Lost on Katahdin: An Incredible Story of a Boy’s Survival

For nine days 12-year-old Donn Fendler struggled through the wilderness surrounding Mount Katahdin in Maine, lost after being separated from his father, brothers, and friends while hiking the mountain. His feet were torn to shreds by rocks. His body was covered with bug bites. He saw ghostly images of people he thought had come to rescue him.

And on the ninth day, when he stumbled out of the woods and into the arms of rescuers, he weighed 58 pounds—16 less than the 74 pounds he weighed on the day he lost the trail while descending the Katahdin summit.

Fendler’s ordeal gripped the nation for days in 1939, even after searchers gave up hope of finding the boy alive. His story has been retold in a book,  Lost on a Mountain in Maine, in 1939, and in a documentary film in 2011.

Donn Fendler. Photo courtesy of John Thurlow.

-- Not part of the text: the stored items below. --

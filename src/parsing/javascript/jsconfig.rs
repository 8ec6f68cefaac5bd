//! jsconfig.json parser for JavaScript path alias resolution
//!
//! Handles JSONC parsing, extends chain resolution, and path alias compilation
//! for JavaScript projects (Create React App, Next.js, Vite, etc.)

use serde::{Deserialize, Serialize};
use std::collections::HashMap;
use std::path::{Path, PathBuf};

use crate::project_resolver::{ResolutionError, ResolutionResult};

/// Compiled path rule for efficient pattern matching
#[derive(Debug)]
pub struct PathRule {
    /// Original pattern (e.g., "@components/*")
    pub pattern: String,
    /// Target paths (e.g., ["src/components/*"])
    pub targets: Vec<String>,
    /// Compiled regex for pattern matching
    regex: regex::Regex,
    /// Substitution template for replacements
    substitution_template: String,
}

/// Path alias resolver for JavaScript import resolution
#[derive(Debug)]
#[allow(non_snake_case)]
pub struct PathAliasResolver {
    /// Base URL for relative path resolution
    pub baseUrl: Option<String>,
    /// Compiled path rules in priority order
    pub rules: Vec<PathRule>,
}

/// JavaScript compiler options subset for path resolution
#[derive(Debug, Clone, PartialEq, Serialize, Deserialize)]
#[allow(non_snake_case)]
#[derive(Default)]
pub struct CompilerOptions {
    /// Base URL for module resolution
    #[serde(rename = "baseUrl")]
    pub baseUrl: Option<String>,

    /// Path mapping for module resolution
    #[serde(default)]
    pub paths: HashMap<String, Vec<String>>,
}

/// Minimal jsconfig.json representation for path resolution
#[derive(Debug, Clone, PartialEq, Serialize, Deserialize)]
#[allow(non_snake_case)]
#[derive(Default)]
pub struct JsConfig {
    /// Extends another configuration file
    pub extends: Option<String>,

    /// Compiler options
    #[serde(default)]
    pub compilerOptions: CompilerOptions,
}

/// JSONC parsing helper using serde_json5 for comment and trailing comma support
pub fn parse_jsonc_jsconfig(content: &str) -> ResolutionResult<JsConfig> {
    serde_json5::from_str(content).map_err(|e| {
        ResolutionError::invalid_cache(format!(
            "Failed to parse jsconfig.json: {e}\nSuggestion: Check JSON syntax, comments, and trailing commas"
        ))
    })
}

/// Read and parse a jsconfig.json file with JSONC support
pub fn read_jsconfig(path: &Path) -> ResolutionResult<JsConfig> {
    let content =
        std::fs::read_to_string(path).map_err(|e| ResolutionError::cache_io(path.to_path_buf(), e))?;

    parse_jsonc_jsconfig(&content)
}

/// Resolve extends chain and merge configurations
///
/// Follows jsconfig.json extends resolution rules:
/// 1. Relative paths are resolved relative to the extending config
/// 2. Configurations are merged with child overriding parent
/// 3. Cycle detection prevents infinite recursion
pub fn resolve_extends_chain(
    base_path: &Path,
    visited: &mut std::collections::HashSet<PathBuf>,
) -> ResolutionResult<JsConfig> {
    let canonical_path = base_path
        .canonicalize()
        .map_err(|e| ResolutionError::cache_io(base_path.to_path_buf(), e))?;

    // Cycle detection
    if visited.contains(&canonical_path) {
        return Err(ResolutionError::invalid_cache(format!(
            "Circular extends chain detected: {}\nSuggestion: Remove circular references in jsconfig extends",
            canonical_path.display()
        )));
    }

    visited.insert(canonical_path.clone());

    let mut config = read_jsconfig(&canonical_path)?;

    // If this config extends another, resolve the parent first
    if let Some(extends_path) = &config.extends {
        let parent_path = if Path::new(extends_path).is_absolute() {
            PathBuf::from(extends_path)
        } else {
            canonical_path
                .parent()
                .ok_or_else(|| {
                    ResolutionError::invalid_cache(format!(
                        "Cannot resolve parent directory for: {}",
                        canonical_path.display()
                    ))
                })?
                .join(extends_path)
        };

        // Add .json extension if not present
        let parent_path = if parent_path.extension().is_none() {
            parent_path.with_extension("json")
        } else {
            parent_path
        };

        // Recursively resolve parent
        let parent_config = resolve_extends_chain(&parent_path, visited)?;

        // Merge parent into child (child overrides parent)
        config = merge_jsconfig(parent_config, config);
    }

    visited.remove(&canonical_path);
    Ok(config)
}

/// Merge two jsconfig objects, with child overriding parent
fn merge_jsconfig(parent: JsConfig, child: JsConfig) -> JsConfig {
    JsConfig {
        // Child extends takes precedence (but we don't chain extends)
        extends: child.extends,
        compilerOptions: CompilerOptions {
            // Child baseUrl overrides parent
            baseUrl: child
                .compilerOptions
                .baseUrl
                .or(parent.compilerOptions.baseUrl),
            // Merge paths with child taking precedence
            paths: {
                let mut merged = parent.compilerOptions.paths;
                merged.extend(child.compilerOptions.paths);
                merged
            },
        },
    }
}

impl PathRule {
    /// Create a new path rule from pattern and targets
    pub fn new(pattern: String, targets: Vec<String>) -> ResolutionResult<Self> {
        // Convert glob pattern to regex
        // "@components/*" becomes "^@components/(.*)$"
        let regex_pattern = pattern.replace("*", "(.*)");
        let regex_pattern = format!(
            "^{}$",
            regex::escape(&regex_pattern).replace("\\(\\.\\*\\)", "(.*)")
        );

        let regex = regex::Regex::new(&regex_pattern).map_err(|e| {
            ResolutionError::invalid_cache(format!(
                "Invalid path pattern '{pattern}': {e}\nSuggestion: Check jsconfig.json path patterns for valid syntax"
            ))
        })?;

        // Create substitution template
        // "src/components/*" becomes "src/components/$1"
        let substitution_template = targets
            .first()
            .ok_or_else(|| {
                ResolutionError::invalid_cache(format!(
                    "Path pattern '{pattern}' has no targets\nSuggestion: Add at least one target path"
                ))
            })?
            .replace("*", "$1");

        Ok(Self {
            pattern,
            targets,
            regex,
            substitution_template,
        })
    }

    /// Try to match an import specifier against this rule
    pub fn try_resolve(&self, specifier: &str) -> Option<String> {
        if let Some(captures) = self.regex.captures(specifier) {
            let mut result = self.substitution_template.clone();
            if let Some(captured) = captures.get(1) {
                result = result.replace("$1", captured.as_str());
            }
            Some(result)
        } else {
            None
        }
    }
}

impl PathAliasResolver {
    /// Create a resolver from jsconfig compiler options
    pub fn from_jsconfig(config: &JsConfig) -> ResolutionResult<Self> {
        let mut rules = Vec::new();

        // Compile path patterns in SPECIFICITY order (most specific first)
        // More specific patterns (longer, fewer wildcards) should match before catch-all patterns
        let mut paths: Vec<_> = config.compilerOptions.paths.iter().collect();
        paths.sort_by_key(|(pattern, _)| {
            let wildcard_count = pattern.matches('*').count();
            (-(pattern.len() as isize), wildcard_count)
        });

        for (pattern, targets) in paths {
            let rule = PathRule::new(pattern.clone(), targets.clone())?;
            rules.push(rule);
        }

        Ok(Self {
            baseUrl: config.compilerOptions.baseUrl.clone(),
            rules,
        })
    }

    /// Resolve an import specifier to possible file paths
    pub fn resolve_import(&self, specifier: &str) -> Vec<String> {
        let mut candidates = Vec::new();

        // Try each rule in order
        for rule in &self.rules {
            if let Some(resolved) = rule.try_resolve(specifier) {
                // Apply baseUrl if present
                let final_path = if let Some(ref base) = self.baseUrl {
                    if base == "." {
                        resolved
                    } else {
                        format!("{}/{}", base.trim_end_matches('/'), resolved)
                    }
                } else {
                    resolved
                };
                candidates.push(final_path);
            }
        }

        candidates
    }

    /// Expand a candidate path with JavaScript file extensions
    pub fn expand_extensions(&self, path: &str) -> Vec<String> {
        let mut expanded = Vec::new();

        // Add the path as-is first
        expanded.push(path.to_string());

        // Add common JavaScript extensions
        for ext in &[".js", ".jsx", ".mjs", ".cjs"] {
            expanded.push(format!("{path}{ext}"));
        }

        // Add index file variants
        for ext in &[".js", ".jsx"] {
            expanded.push(format!("{path}/index{ext}"));
        }

        expanded
    }
}

#[cfg(test)]
mod tests {
    use super::*;
    use std::fs;
    use tempfile::TempDir;

    #[test]
    fn parse_jsconfig_with_comments() {
        let content = r#"{
            // Base configuration
            "compilerOptions": {
                "baseUrl": "./src", // Source directory
                "paths": {
                    /* Path mappings */
                    "@utils/*": ["utils/*"], // Utility modules
                }
            }
        }"#;

        let config = parse_jsonc_jsconfig(content).expect("Should parse JSONC with comments");

        assert_eq!(config.compilerOptions.baseUrl, Some("./src".to_string()));
        assert_eq!(config.compilerOptions.paths.len(), 1);
    }

    #[test]
    fn parse_minimal_jsconfig() {
        let content = r#"{}"#;

        let config = parse_jsonc_jsconfig(content).expect("Should parse empty config");

        assert!(config.extends.is_none());
        assert!(config.compilerOptions.baseUrl.is_none());
        assert!(config.compilerOptions.paths.is_empty());
    }

    #[test]
    fn parse_jsconfig_with_extends() {
        let content = r#"{
            "extends": "./base.json",
            "compilerOptions": {
                "baseUrl": "./src"
            }
        }"#;

        let config = parse_jsonc_jsconfig(content).expect("Should parse config with extends");

        assert_eq!(config.extends, Some("./base.json".to_string()));
        assert_eq!(config.compilerOptions.baseUrl, Some("./src".to_string()));
    }

    #[test]
    fn invalid_json_returns_error() {
        let content = r#"{ invalid json }"#;

        let result = parse_jsonc_jsconfig(content);

        assert!(result.is_err());
        let error_msg = result.unwrap_err().to_string();
        assert!(error_msg.contains("Failed to parse jsconfig.json"));
        assert!(error_msg.contains("Suggestion:"));
    }

    #[test]
    fn merge_jsconfig_child_overrides_parent() {
        let parent = JsConfig {
            extends: Some("parent.json".to_string()),
            compilerOptions: CompilerOptions {
                baseUrl: Some("./parent".to_string()),
                paths: HashMap::from([
                    ("@parent/*".to_string(), vec!["parent/*".to_string()]),
                    ("@common/*".to_string(), vec!["parent/common/*".to_string()]),
                ]),
            },
        };

        let child = JsConfig {
            extends: Some("child.json".to_string()),
            compilerOptions: CompilerOptions {
                baseUrl: Some("./child".to_string()),
                paths: HashMap::from([
                    ("@child/*".to_string(), vec!["child/*".to_string()]),
                    ("@common/*".to_string(), vec!["child/common/*".to_string()]),
                ]),
            },
        };

        let merged = merge_jsconfig(parent, child);

        // Child values should take precedence
        assert_eq!(merged.extends, Some("child.json".to_string()));
        assert_eq!(merged.compilerOptions.baseUrl, Some("./child".to_string()));

        // Child should override parent for @common/*
        assert_eq!(
            merged.compilerOptions.paths.get("@common/*"),
            Some(&vec!["child/common/*".to_string()])
        );

        // Parent-only paths should be preserved
        assert!(merged.compilerOptions.paths.contains_key("@parent/*"));

        // Child-only paths should be present
        assert!(merged.compilerOptions.paths.contains_key("@child/*"));
    }

    #[test]
    fn path_rule_resolves_wildcards() {
        let rule =
            PathRule::new("@components/*".to_string(), vec!["src/components/*".to_string()])
                .expect("Should create rule");

        let result = rule.try_resolve("@components/Button");
        assert_eq!(result, Some("src/components/Button".to_string()));

        let result = rule.try_resolve("@components/forms/Input");
        assert_eq!(result, Some("src/components/forms/Input".to_string()));

        let result = rule.try_resolve("@utils/format");
        assert!(result.is_none());
    }

    #[test]
    fn path_alias_resolver_with_base_url() {
        let config = JsConfig {
            extends: None,
            compilerOptions: CompilerOptions {
                baseUrl: Some("./src".to_string()),
                paths: HashMap::from([("@/*".to_string(), vec!["*".to_string()])]),
            },
        };

        let resolver = PathAliasResolver::from_jsconfig(&config).expect("Should create resolver");
        let resolved = resolver.resolve_import("@/components/Button");

        assert_eq!(resolved, vec!["./src/components/Button".to_string()]);
    }

    #[test]
    fn expand_javascript_extensions() {
        let resolver = PathAliasResolver {
            baseUrl: Some("./src".to_string()),
            rules: vec![],
        };

        let base_path = "components/Button";
        let expanded = resolver.expand_extensions(base_path);

        assert!(expanded.contains(&"components/Button".to_string()));
        assert!(expanded.contains(&"components/Button.js".to_string()));
        assert!(expanded.contains(&"components/Button.jsx".to_string()));
        assert!(expanded.contains(&"components/Button.mjs".to_string()));
        assert!(expanded.contains(&"components/Button/index.js".to_string()));
        assert!(expanded.contains(&"components/Button/index.jsx".to_string()));
    }

    #[test]
    fn detect_circular_extends() {
        let temp_dir = TempDir::new().unwrap();

        // Create circular reference: a -> b -> a
        let a_content = r#"{ "extends": "./b.json" }"#;
        let b_content = r#"{ "extends": "./a.json" }"#;

        let a_path = temp_dir.path().join("a.json");
        let b_path = temp_dir.path().join("b.json");

        fs::write(&a_path, a_content).unwrap();
        fs::write(&b_path, b_content).unwrap();

        let mut visited = std::collections::HashSet::new();
        let result = resolve_extends_chain(&a_path, &mut visited);

        assert!(result.is_err());
        let error_msg = result.unwrap_err().to_string();
        assert!(error_msg.contains("Circular extends chain detected"));
        assert!(error_msg.contains("Suggestion:"));
    }
}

His story began with a day hike up Katahdin on the Hunt Trail/Appalachian Trail on July 17, 1939. Fendler and friend Henry Condon had reached the summit while Fendler’s father, Donald, brothers Tom and Ryan, and friend Fred Eaton were still climbing up. Icy blasts of wind swept over the cloud-encased summit. Fendler, shivering in the cold, decided to head down the Hunt Trail alone despite Henry’s objections. Henry wanted to wait for a man they saw approaching from the Knife Edge so they would have an adult accompanying them off the mountain.

Fendler, wearing a fleece coat, jeans, and sneakers, didn’t get far from the summit before losing the trail.

“Everything looks different in the clouds,” he said of that first day descending the mountain. “You think you see a man and he turns out to be only a rock. It kind of spares a fellow, especially when you are alone and awfully cold.”

Although he knew he was lost, he decided the best thing was to get off the mountain, which that night was pounded by sleet and a 40-mph wind. The temperature dropped to 40.

Descending the mountain through boulder fields, he made it to the forest, where he found shelter under a tree. Before falling asleep he said prayers, which he would continue to do morning and night throughout his ordeal.

It was when he woke on his second day that he saw his friend Henry, sitting by a nearby stream.

“You may think this was a dream, but it wasn’t,” he said in the book. “I know it wasn’t a dream, even though it sounds crazy now.”

Four ghostly figures appeared. Then he saw his father drive up in a car.

Fendler ran toward his father, screaming, “Here I am, Dad!”

He fell in a stream, and when he pulled himself out of the water the figures he saw were gone.

As he got over his disappointment about the possibility of being rescued, Fendler realized that it was up to him to stay calm and search for a way out of the woods. It was up to him to use his Boy Scout training to find his way to safety.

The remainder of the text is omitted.